The insights generated by this study have been combined into six guiding principles for a consolidated citizen science impact assessment framework, namely (1) acknowledging that there are a variety of purposes for citizen science impact assessment; (2) conceptualising non-linear of impact journeys to overcome impact silos; (3) adopting comprehensive impact assessment data collection methods and information sources (qualitative as well as quantitative); (4) moving beyond absolute impact to include relative impact; (5) fostering comparison of impact assessment results across citizen science projects; and (6) cumulative enhancing the framework over time.

This study has shown that a key characteristic of such a framework is not only its conceptual grounding in the latest insights, but its flexibility in terms of the purpose for which citizen science projects undertake impact assessment activities and the resources (means) that they have at their disposal to capture evidence of emerging impacts. Providing flexibility for both aspects will maximise the usability of the proposed consolidated CSIAF—and therefore the impact that the CSIAF itself will have among the community of citizen science practitioners.

The publications and interview data reviewed in this study stem from diverse scientific fields and epistemological approaches, incorporating distinct perspectives and framings not only of impact assessment, but also citizen science.
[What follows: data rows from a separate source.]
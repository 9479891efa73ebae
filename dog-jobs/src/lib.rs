//! # dog-jobs: Durable Background Jobs
//!
//! Typed-or-closure job handlers, a store-backed queue that survives
//! restarts, exponential backoff retries, a recurring scheduler and a
//! token-bucket limiter for rate-sensitive upstreams.
//!
//! ## Features
//!
//! - **Durable**: every job is a store row (`MemoryStore`, or `SqliteStore` behind the `sqlite` feature)
//! - **Crash recovery**: `pending` and interrupted `running` rows are picked up by the next instance
//! - **Bounded concurrency**: one supervisor task owns the ready list and the in-flight set
//! - **Backoff**: `retry_delay_ms * backoff_factor^(attempt - 1)`, per job
//! - **At-least-once**: handlers should be idempotent
//!
//! ## Quick Start
//!
//! ```rust,no_run
//! use dog_jobs::prelude::*;
//!
//! # async fn run() -> QueueResult<()> {
//! let queue = PersistentQueue::new(MemoryStore::new(), QueueConfig::default())?;
//!
//! queue.register_fn("send_digest", |payload: Payload, meta: JobMeta| async move {
//!     println!("attempt {} for {:?}", meta.attempt, payload.get("user"));
//!     Ok::<(), JobError>(())
//! });
//! queue.start().await?;
//!
//! let mut payload = Payload::new();
//! payload.insert("user".to_string(), "ada".into());
//! queue.enqueue("send_digest", payload, EnqueueOptions::default()).await?;
//!
//! queue.wait_for_idle().await;
//! # Ok(())
//! # }
//! ```

pub mod config;
pub mod error;
pub mod ephemeral;
pub mod job;
pub mod limiter;
pub mod observability;
pub mod persistent;
pub mod queue;
pub mod scheduler;
pub mod store;
pub mod types;

mod execution;

pub use config::{QueueConfig, RateLimiterConfig, SchedulerConfig};
pub use error::{JobError, QueueError, QueueResult};
pub use ephemeral::{EphemeralJob, EphemeralQueue};
pub use job::{encode_payload, HandlerRegistry, Job, JobHandler, JobMeta};
pub use limiter::{RateLimiter, RateLimiterStats};
pub use observability::{LastFailure, LiveMetrics, ObservabilityLayer, QueueMetrics};
pub use persistent::{PersistentQueue, WeakPersistentQueue};
pub use queue::JobQueue;
pub use scheduler::JobScheduler;
pub use store::{JobStore, MemoryStore, StatusCounts};
pub use types::{EnqueueOptions, FailureOutcome, JobEvent, JobId, JobRecord, JobStatus, Payload, RetryPolicy};

#[cfg(feature = "sqlite")]
pub use store::SqliteStore;

/// Everything needed to define handlers and run a queue
pub mod prelude {
    pub use crate::{
        EphemeralQueue, JobQueue, JobScheduler, PersistentQueue, RateLimiter, WeakPersistentQueue,
    };

    pub use crate::{
        QueueConfig, RateLimiterConfig, SchedulerConfig,
    };

    pub use crate::{
        EnqueueOptions, Job, JobError, JobHandler, JobId, JobMeta, JobStatus, Payload, QueueError, QueueResult,
        RetryPolicy,
    };

    pub use crate::{JobStore, MemoryStore};

    #[cfg(feature = "sqlite")]
    pub use crate::SqliteStore;

    pub use async_trait::async_trait;
}
use chrono::{DateTime, Utc};
use serde::{Deserialize, Serialize};

use super::JobId;

/// Lifecycle events broadcast by the queues
#[derive(Debug, Clone, Serialize, Deserialize)]
pub enum JobEvent {
    /// Job was accepted and persisted
    Enqueued {
        job_id: JobId,
        job_type: String,
        at: DateTime<Utc>,
    },

    /// Job was handed to a worker
    Started {
        job_id: JobId,
        attempt: u32,
        at: DateTime<Utc>,
    },

    /// Job failed and was rescheduled
    Retrying {
        job_id: JobId,
        attempt: u32,
        delay_ms: u64,
        retry_at: DateTime<Utc>,
        error: String,
        at: DateTime<Utc>,
    },

    /// Job completed successfully
    Completed {
        job_id: JobId,
        at: DateTime<Utc>,
    },

    /// Job failed permanently
    Failed {
        job_id: JobId,
        error: String,
        at: DateTime<Utc>,
    },
}

impl JobEvent {
    /// Get event type name as string
    pub fn event_name(&self) -> &'static str {
        match self {
            Self::Enqueued { .. } => "enqueued",
            Self::Started { .. } => "started",
            Self::Retrying { .. } => "retrying",
            Self::Completed { .. } => "completed",
            Self::Failed { .. } => "failed",
        }
    }

    /// Get the job ID from any event
    pub fn job_id(&self) -> &JobId {
        match self {
            Self::Enqueued { job_id, .. }
            | Self::Started { job_id, .. }
            | Self::Retrying { job_id, .. }
            | Self::Completed { job_id, .. }
            | Self::Failed { job_id, .. } => job_id,
        }
    }

    /// Get the timestamp from any event
    pub fn timestamp(&self) -> &DateTime<Utc> {
        match self {
            Self::Enqueued { at, .. }
            | Self::Started { at, .. }
            | Self::Retrying { at, .. }
            | Self::Completed { at, .. }
            | Self::Failed { at, .. } => at,
        }
    }
}
//! In-memory queue with the same contract as the persistent one.
//!
//! Nothing survives the process. Jobs that fail permanently are kept on a
//! dead-letter list, and every job keeps the value its handler returned.

use std::collections::{HashMap, VecDeque};
use std::future::Future;
use std::panic::AssertUnwindSafe;
use std::sync::atomic::{AtomicBool, Ordering};
use std::sync::Arc;
use std::time::Duration;

use async_trait::async_trait;
use futures::FutureExt;
use parking_lot::RwLock;
use serde::{Deserialize, Serialize};
use serde_json::Value;
use tokio::sync::{broadcast, mpsc, oneshot};
use tokio::task::{JoinError, JoinSet};
use tokio::time::MissedTickBehavior;
use tracing::{debug, error, info, instrument};

use crate::config::QueueConfig;
use crate::execution::{Executor, Settled};
use crate::job::{encode_payload, handler_fn, HandlerRegistry, Job, JobHandler, JobMeta, TypedHandler};
use crate::observability::{BoxStream, ObservabilityLayer, QueueMetrics};
use crate::queue::JobQueue;
use crate::store::StatusCounts;
use crate::types::record::now;
use crate::{EnqueueOptions, JobError, JobEvent, JobId, JobRecord, JobStatus, Payload, QueueResult};

/// A job held by the ephemeral queue
#[derive(Debug, Clone, PartialEq, Serialize, Deserialize)]
pub struct EphemeralJob {
    pub record: JobRecord,

    /// Value returned by the handler on success
    pub result: Option<Value>,
}

#[derive(Default)]
struct State {
    jobs: HashMap<JobId, EphemeralJob>,
    dead_letters: Vec<JobId>,
}

type SharedState = Arc<RwLock<State>>;

enum Command {
    Enqueued(JobRecord),
    WaitIdle(oneshot::Sender<()>),
    Stop,
}

/// Non-durable job queue
#[derive(Clone)]
pub struct EphemeralQueue {
    inner: Arc<Inner>,
}

struct Inner {
    config: QueueConfig,
    registry: HandlerRegistry,
    observability: ObservabilityLayer,
    state: SharedState,
    commands: mpsc::UnboundedSender<Command>,
    stopped: AtomicBool,
}

impl EphemeralQueue {
    /// Create the queue and spawn its supervisor on the current Tokio runtime
    pub fn new(config: QueueConfig) -> QueueResult<Self> {
        config.validate()?;

        let (commands, receiver) = mpsc::unbounded_channel();
        let registry = HandlerRegistry::new();
        let observability = ObservabilityLayer::new();
        let state = SharedState::default();

        let supervisor = Supervisor {
            name: config.name.clone(),
            executor: Executor::new(&config.name, registry.clone(), observability.clone(), config.max_retry_delay),
            state: state.clone(),
            concurrency: config.concurrency,
            tick: config.poll_interval,
            ready: VecDeque::new(),
            delayed: Vec::new(),
            tasks: JoinSet::new(),
            idle_waiters: Vec::new(),
            stopped: false,
        };
        tokio::spawn(supervisor.run(receiver));

        debug!(queue = %config.name, concurrency = config.concurrency, "Ephemeral queue started");

        Ok(Self {
            inner: Arc::new(Inner {
                config,
                registry,
                observability,
                state,
                commands,
                stopped: AtomicBool::new(false),
            }),
        })
    }

    pub fn name(&self) -> &str {
        &self.inner.config.name
    }

    /// Register a handler, replacing any previous one for `job_type`
    pub fn register_handler(&self, job_type: impl Into<String>, handler: impl JobHandler + 'static) {
        self.inner.registry.register(job_type, Arc::new(handler));
    }

    /// Register an async closure `(payload, meta) -> Result<R, JobError>`
    pub fn register_fn<F, Fut, R>(&self, job_type: impl Into<String>, f: F)
    where
        F: Fn(Payload, JobMeta) -> Fut + Send + Sync + 'static,
        Fut: Future<Output = Result<R, JobError>> + Send + 'static,
        R: Serialize + Send + 'static,
    {
        self.register_handler(job_type, handler_fn(f));
    }

    /// Register a typed job under `J::JOB_TYPE`
    pub fn register_job<J: Job>(&self, context: J::Context) {
        self.register_handler(J::JOB_TYPE, TypedHandler::<J>::new(context));
    }

    pub fn unregister_handler(&self, job_type: &str) -> bool {
        self.inner.registry.unregister(job_type)
    }

    #[instrument(skip(self, payload, options), fields(queue = %self.inner.config.name))]
    pub async fn enqueue(&self, job_type: &str, payload: Payload, options: EnqueueOptions) -> QueueResult<JobId> {
        self.inner.registry.ensure_registered(job_type)?;

        let policy = options.resolve(&self.inner.config.retry)?;
        let record = JobRecord::new(job_type, payload, policy);
        let job_id = record.id.clone();

        self.inner.state.write().jobs.insert(
            job_id.clone(),
            EphemeralJob {
                record: record.clone(),
                result: None,
            },
        );
        self.inner.observability.record_enqueued(&record);
        debug!(job_id = %job_id, job_type = %job_type, "Job enqueued");

        let _ = self.inner.commands.send(Command::Enqueued(record));
        Ok(job_id)
    }

    /// Enqueue a typed job with its own options
    pub async fn enqueue_job<J: Job>(&self, job: &J) -> QueueResult<JobId> {
        let payload = encode_payload(job)?;
        self.enqueue(J::JOB_TYPE, payload, job.options()).await
    }

    /// Resolve once nothing is queued or running; delayed retries are not waited for
    pub async fn wait_for_idle(&self) {
        let (tx, rx) = oneshot::channel();
        if self.inner.commands.send(Command::WaitIdle(tx)).is_err() {
            return;
        }
        let _ = rx.await;
    }

    /// Stop dispatching and drop queued and delayed jobs
    pub fn stop(&self) {
        if self.inner.stopped.swap(true, Ordering::SeqCst) {
            return;
        }
        let _ = self.inner.commands.send(Command::Stop);
    }

    pub fn is_stopped(&self) -> bool {
        self.inner.stopped.load(Ordering::SeqCst)
    }

    pub fn job(&self, id: &JobId) -> Option<EphemeralJob> {
        self.inner.state.read().jobs.get(id).cloned()
    }

    /// Permanently failed jobs, in the order they failed
    pub fn dead_letters(&self) -> Vec<EphemeralJob> {
        let state = self.inner.state.read();
        state
            .dead_letters
            .iter()
            .filter_map(|id| state.jobs.get(id).cloned())
            .collect()
    }

    pub fn metrics(&self) -> QueueMetrics {
        let mut counts = StatusCounts::default();
        for job in self.inner.state.read().jobs.values() {
            counts.add(job.record.status, 1);
        }
        self.inner.observability.snapshot("memory", counts)
    }

    pub fn subscribe(&self) -> broadcast::Receiver<JobEvent> {
        self.inner.observability.subscribe()
    }

    pub fn event_stream(&self) -> BoxStream<JobEvent> {
        self.inner.observability.event_stream()
    }
}

#[async_trait]
impl JobQueue for EphemeralQueue {
    fn name(&self) -> &str {
        EphemeralQueue::name(self)
    }

    async fn enqueue(&self, job_type: &str, payload: Payload, options: EnqueueOptions) -> QueueResult<JobId> {
        EphemeralQueue::enqueue(self, job_type, payload, options).await
    }

    async fn wait_for_idle(&self) {
        EphemeralQueue::wait_for_idle(self).await
    }

    fn stop(&self) {
        EphemeralQueue::stop(self)
    }

    async fn metrics(&self) -> QueueResult<QueueMetrics> {
        Ok(EphemeralQueue::metrics(self))
    }
}

struct Supervisor {
    name: String,
    executor: Executor,
    state: SharedState,
    concurrency: usize,
    tick: Duration,
    ready: VecDeque<JobRecord>,

    /// Retries waiting for their `available_at`
    delayed: Vec<JobRecord>,

    tasks: JoinSet<Option<JobRecord>>,
    idle_waiters: Vec<oneshot::Sender<()>>,
    stopped: bool,
}

impl Supervisor {
    async fn run(mut self, mut commands: mpsc::UnboundedReceiver<Command>) {
        let mut tick = tokio::time::interval(self.tick);
        tick.set_missed_tick_behavior(MissedTickBehavior::Delay);
        let mut open = true;

        loop {
            self.dispatch();
            self.release_idle_waiters();

            if !open && self.tasks.is_empty() {
                break;
            }

            tokio::select! {
                command = commands.recv(), if open => match command {
                    Some(Command::Enqueued(record)) => {
                        if !self.stopped {
                            self.push_ready(record);
                        }
                    }
                    Some(Command::WaitIdle(waiter)) => self.idle_waiters.push(waiter),
                    Some(Command::Stop) => self.stop(),
                    None => {
                        open = false;
                        self.stop();
                    }
                },
                Some(joined) = self.tasks.join_next(), if !self.tasks.is_empty() => self.reap(joined),
                _ = tick.tick(), if !self.stopped && !self.delayed.is_empty() => self.promote_due(),
            }
        }

        self.release_idle_waiters();
    }

    fn stop(&mut self) {
        if self.stopped {
            return;
        }
        self.stopped = true;
        self.ready.clear();
        self.delayed.clear();
        info!(queue = %self.name, in_flight = self.tasks.len(), "Queue stopped");
    }

    fn push_ready(&mut self, record: JobRecord) {
        let key = record.availability_key();
        let position = self.ready.partition_point(|queued| queued.availability_key() <= key);
        self.ready.insert(position, record);
    }

    fn promote_due(&mut self) {
        let now = now();
        let (due, waiting): (Vec<_>, Vec<_>) = self.delayed.drain(..).partition(|r| r.is_due(now));
        self.delayed = waiting;
        for record in due {
            self.push_ready(record);
        }
    }

    fn dispatch(&mut self) {
        if self.stopped {
            return;
        }

        while self.tasks.len() < self.concurrency {
            let Some(record) = self.ready.pop_front() else {
                break;
            };
            let job = execute(self.state.clone(), self.executor.clone(), record);
            self.tasks
                .spawn(AssertUnwindSafe(job).catch_unwind().map(|finished| finished.ok().flatten()));
        }
    }

    fn reap(&mut self, joined: Result<Option<JobRecord>, JoinError>) {
        match joined {
            Ok(Some(record)) if record.status == JobStatus::Pending && !self.stopped => {
                self.delayed.push(record);
            }
            Ok(_) => {}
            Err(e) => error!(queue = %self.name, error = %e, "Job task aborted"),
        }
    }

    fn release_idle_waiters(&mut self) {
        if self.idle_waiters.is_empty() || !self.ready.is_empty() || !self.tasks.is_empty() {
            return;
        }

        for waiter in self.idle_waiters.drain(..) {
            let _ = waiter.send(());
        }
    }
}

async fn execute(state: SharedState, executor: Executor, mut record: JobRecord) -> Option<JobRecord> {
    record.mark_running();
    if let Some(job) = state.write().jobs.get_mut(&record.id) {
        job.record = record.clone();
    }

    let settled = executor.run(&mut record).await;

    let mut state = state.write();
    let failed = settled == Settled::Failed;
    if let Some(job) = state.jobs.get_mut(&record.id) {
        job.record = record.clone();
        if let Settled::Completed(value) = settled {
            job.result = value;
        }
    }
    if failed {
        state.dead_letters.push(record.id.clone());
    }

    Some(record)
}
This diversity goes hand in hand with the use of varied and comprehensive data collection methods to capture evidence of (emerging) impacts. A key step in the compilation of the framework must therefore be the careful comparison, alignment and (if appropriate) combination of relevant indicators per domain and theme. Also, many citizen science projects may have difficulties to generate an empirically based baseline situation (ex-ante) with respect to the initial stage of knowledge, understanding, attitudes and behaviour of key stakeholders and especially citizen scientists whom they aim to involve. The framework, therefore, needs to provide guidance on how to simulate this, e.g., by drawing on comparisons between participants and non-participants using existing data sources (government reports) as well as innovative data sources (e.g., social media) and analytical techniques (social media mining) and integrating estimates of past projects. These latter will become increasingly feasible with the implementation of the CSIAF framework as an online resource and tool by the MICS project, availing reference data from past projects.

This paper has contributed to current efforts in the citizen science community to enhance the ease and consistency with which impacts of projects, large or small, can be captured, as well as the comparability of evolving results across initiatives. Achieving the full potential of citizen science in whatever form it is practiced, requires, among other factors, evidence and demonstration of its outputs, outcomes and impact to highlight its potential for bringing about change and engagement.